Nurses had a higher AC level than the physicians and pharmacists. Generally, healthcare providers felt most competent at demonstrating the correct use of communication equipment used for emergency communication, and being able to describe their functional role(s) in emergency response, and partaking in these role(s) during regular drills [Table 3]. The findings also suggest that most subjects could problem solve creatively and apply flexible thinking to unusual challenges within their functional responsibilities during a response to a bioterrorism event. Physicians and pharmacists were weakest at identifying limits to own knowledge, skill, and authority, and identify key system resources for referring matters that exceed these limits. The weakness of nurses was their lack of knowledge of their work place's role in an emergency response.

Table 3.

Administrative competency levels of surveyed Florida healthcare providers

All healthcare providers (%) Physicians (%) Nurses (%) Pharmacy (%)
AC1 47.7 46.8 51.9 40.3
AC2 56.1 47.6 64.6 49.3
AC3 57.1 47.6 68.2 46.3
AC4 70.1 72.3 69.3 70.1
AC5 72.7 76.3 74.3 66.2
AC6 67.7 65.3 70.5 64.1
AC7 46.1 45.2 56.6 24.7
AC8 70.6 71.3 66.5 78.5

AC1: DESCRIBE YOUR WORK PLACE'S ROLE IN AN EMERGENCY RESPONSE, AC2: IDENTIFY THE CHAIN OF COMMAND IN EMERGENCY RESPONSE, AC3: IDENTIFY AND LOCATE THE AGENCY'S EMERGENCY MANAGEMENT PLAN, AC4: DESCRIBE THEIR FUNCTIONAL ROLE(S) IN EMERGENCY RESPONSE AND PARTICIPATE IN THESE ROLE(S) DURING REGULAR DRILLS, AC5: DEMONSTRATE THE CORRECT USE OF COMMUNICATION EQUIPMENT USED FOR EMERGENCY COMMUNICATION (PHONE, FAX, RADIO, SATELLITE PHONE), AC6: ABILITY TO LOCATE THE COMMUNICATION ROLE(S) IN THE EMERGENCY RESPONSE PLAN AND UNDERSTAND THEIR ROLE, AC7: IDENTIFY LIMITS TO OWN KNOWLEDGE, SKILL, AND AUTHORITY, AND IDENTIFY KEY SYSTEM RESOURCES FOR REFERRING MATTERS THAT EXCEED THESE LIMITS, AC8: DEMONSTRATE CREATIVE PROBLEM SOLVING AND FLEXIBLE THINKING TO UNUSUAL CHALLENGES WITHIN THEIR FUNCTIONAL RESPONSIBILITIES TO RESPOND TO A BIOTERRORISM EVENT.

Clinical competencies

Physicians had a higher competency level than the nurses and pharmacists on the un-weighted CCs [Table 4]. The ‘all provider’ CC levels for the eight individual unweighted competencies range from the low of 17.9% for the ability to initiate patient care within their professional scope of practice and arrange for prompt referral appropriate to the identified condition(s), to the high of 73.9% for the ability to describe their expected clinical role in bioterrorism response for the specific practice setting as a part of the institution or community response.

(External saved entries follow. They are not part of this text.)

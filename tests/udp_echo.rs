//! UDP echo through the per-peer demultiplexing server strap.

use std::sync::Arc;
use std::time::Duration;

use flywire::{
    ChannelConfig, ChannelHandle, ClientConf, ReadPoolConf, Runtime, ServerConf, Strap,
    UdpClientStrap, UdpServerStrap,
};
use tokio::sync::mpsc;

#[tokio::test]
async fn udp_echo_creates_a_peer_channel() -> anyhow::Result<()> {
    let runtime = Runtime::new(ReadPoolConf::default(), ChannelConfig::default())?;
    let echo = ChannelHandle::new(|channel, packet| async move { channel.write(&packet).await });
    let server =
        UdpServerStrap::with_runtime(ServerConf::new("127.0.0.1:0"), echo, Arc::clone(&runtime))?;
    server.start().await?;
    let addr = server.local_addr().expect("bound address");

    let (tx, mut rx) = mpsc::channel(4);
    let handle = ChannelHandle::new(move |_, packet| {
        let tx = tx.clone();
        async move {
            if let Some(data) = packet.data() {
                let _ = tx.send(data.to_vec()).await;
            }
            Ok(())
        }
    });
    let client = UdpClientStrap::with_runtime(ClientConf::new(addr.to_string()), handle, runtime)?;
    client.start().await?;

    let channel = client.channel().await.expect("client channel");
    let mut packet = channel.new_packet();
    packet.set_data(&b"udp-ping"[..])?;
    channel.write(&packet).await?;

    let echoed = tokio::time::timeout(Duration::from_secs(5), rx.recv())
        .await?
        .expect("echo payload");
    assert_eq!(echoed, b"udp-ping");

    // The datagram source was demultiplexed into one peer channel.
    assert_eq!(server.channel_count().await, 1);
    let peer = &server.channels().await[0];
    assert_eq!(
        peer.remote_addr().map(|addr| addr.port()),
        channel.local_addr().map(|addr| addr.port()),
    );

    client.stop().await;
    server.stop().await;
    assert_eq!(server.channel_count().await, 0);
    Ok(())
}
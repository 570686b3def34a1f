//! # CLI Completions Command
//!
//! Shell completions generation for the Capstone CLI.

use clap::Command;
use clap_complete::Shell;
use error::Result;

/// Generates shell completions for the CLI
///
/// # Arguments
///
/// * `shell` - The shell to generate completions for
/// * `cmd` - The CLI command to generate completions for
///
/// # Returns
///
/// A `Result` indicating success or failure.
pub fn completions(shell: Shell, cmd: &mut Command) -> Result<()> {
    clap_complete::generate(shell, cmd, "capstone", &mut std::io::stdout());
    Ok(())
}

Within the provider subgroups, physicians and pharmacists were the most competent to respond to an emergency within the emergency management system of their practice, institution, and community. Physicians demonstrated deficits in their ability to communicate risks and actions taken, to patients and concerned others clearly and accurately, and in their ability to recognize an illness or injury as potentially resulting from exposure to a biological, chemical, or radiological agent possibly associated with a terrorist event. Nurses reported difficulty in the recognition of unusual events that might indicate an emergency and describe appropriate action. The pharmacist subgroup displayed major deficits in CC3, CC5, CC6, CC7, and CC8 [].

Table 4.

Clinical competency levels of surveyed Florida healthcare providers

All healthcare providers (%) Physicians (%) Nurses (%) Pharmacy (%)
CC1 73.9 76.5 72.5 73.3
CC2 70.5 76.5 67.2 71.6
CC3 22.6 34.5 18.4 17.3
CC4 61.4 56.4 67.8 54.6
CC5 17.9 25.7 17.4 9.2
CC6 22.8 29.1 22.3 15.9
CC7 46.1 45.2 56.6 24.7
CC8 38.4 47.3 37.3 29.5

CC1: DESCRIBE THEIR EXPECTED CLINICAL ROLE IN BIOTERRORISM RESPONSE FOR THE SPECIFIC PRACTICE SETTING AS A PART OF THE INSTITUTION OR COMMUNITY RESPONSE, CC2: RESPOND TO AN EMERGENCY WITHIN THE EMERGENCY MANAGEMENT SYSTEM OF THEIR PRACTICE, INSTITUTION, AND COMMUNITY, CC3: RECOGNIZE AN ILLNESS OR INJURY AS POTENTIALLY RESULTING FROM EXPOSURE TO A BIOLOGICAL, CHEMICAL, OR RADIOLOGICAL AGENT POSSIBLY ASSOCIATED WITH A TERRORIST EVENT, CC4: ABILITY TO REPORT IDENTIFIED CASES OR EVENTS TO THE PUBLIC HEALTH AUTHORITIES TO FACILITATE SURVEILLANCE AND INVESTIGATION USING THE ESTABLISHED INSTITUTIONAL OR LOCAL COMMUNICATION PROTOCOL, CC5: INITIATE PATIENT CARE WITHIN THEIR PROFESSIONAL SCOPE OF PRACTICE AND ARRANGE FOR PROMPT REFERRAL APPROPRIATE TO THE IDENTIFIED CONDITION(S), CC6: COMMUNICATE RISKS AND ACTIONS TAKEN TO PATIENTS AND CONCERNED OTHERS CLEARLY AND ACCURATELY, CC7: RECOGNIZE AND MANAGE THE PSYCHOLOGICAL IMPACT OF A BIOTERRORISM EVENT ON VICTIMS AND HEALTHCARE PROFESSIONALS, AS APPROPRIATE TO THE EVENT, CC8: RECOGNIZE UNUSUAL EVENTS THAT MIGHT INDICATE AN EMERGENCY AND DESCRIBE, APPROPRIATE ACTION.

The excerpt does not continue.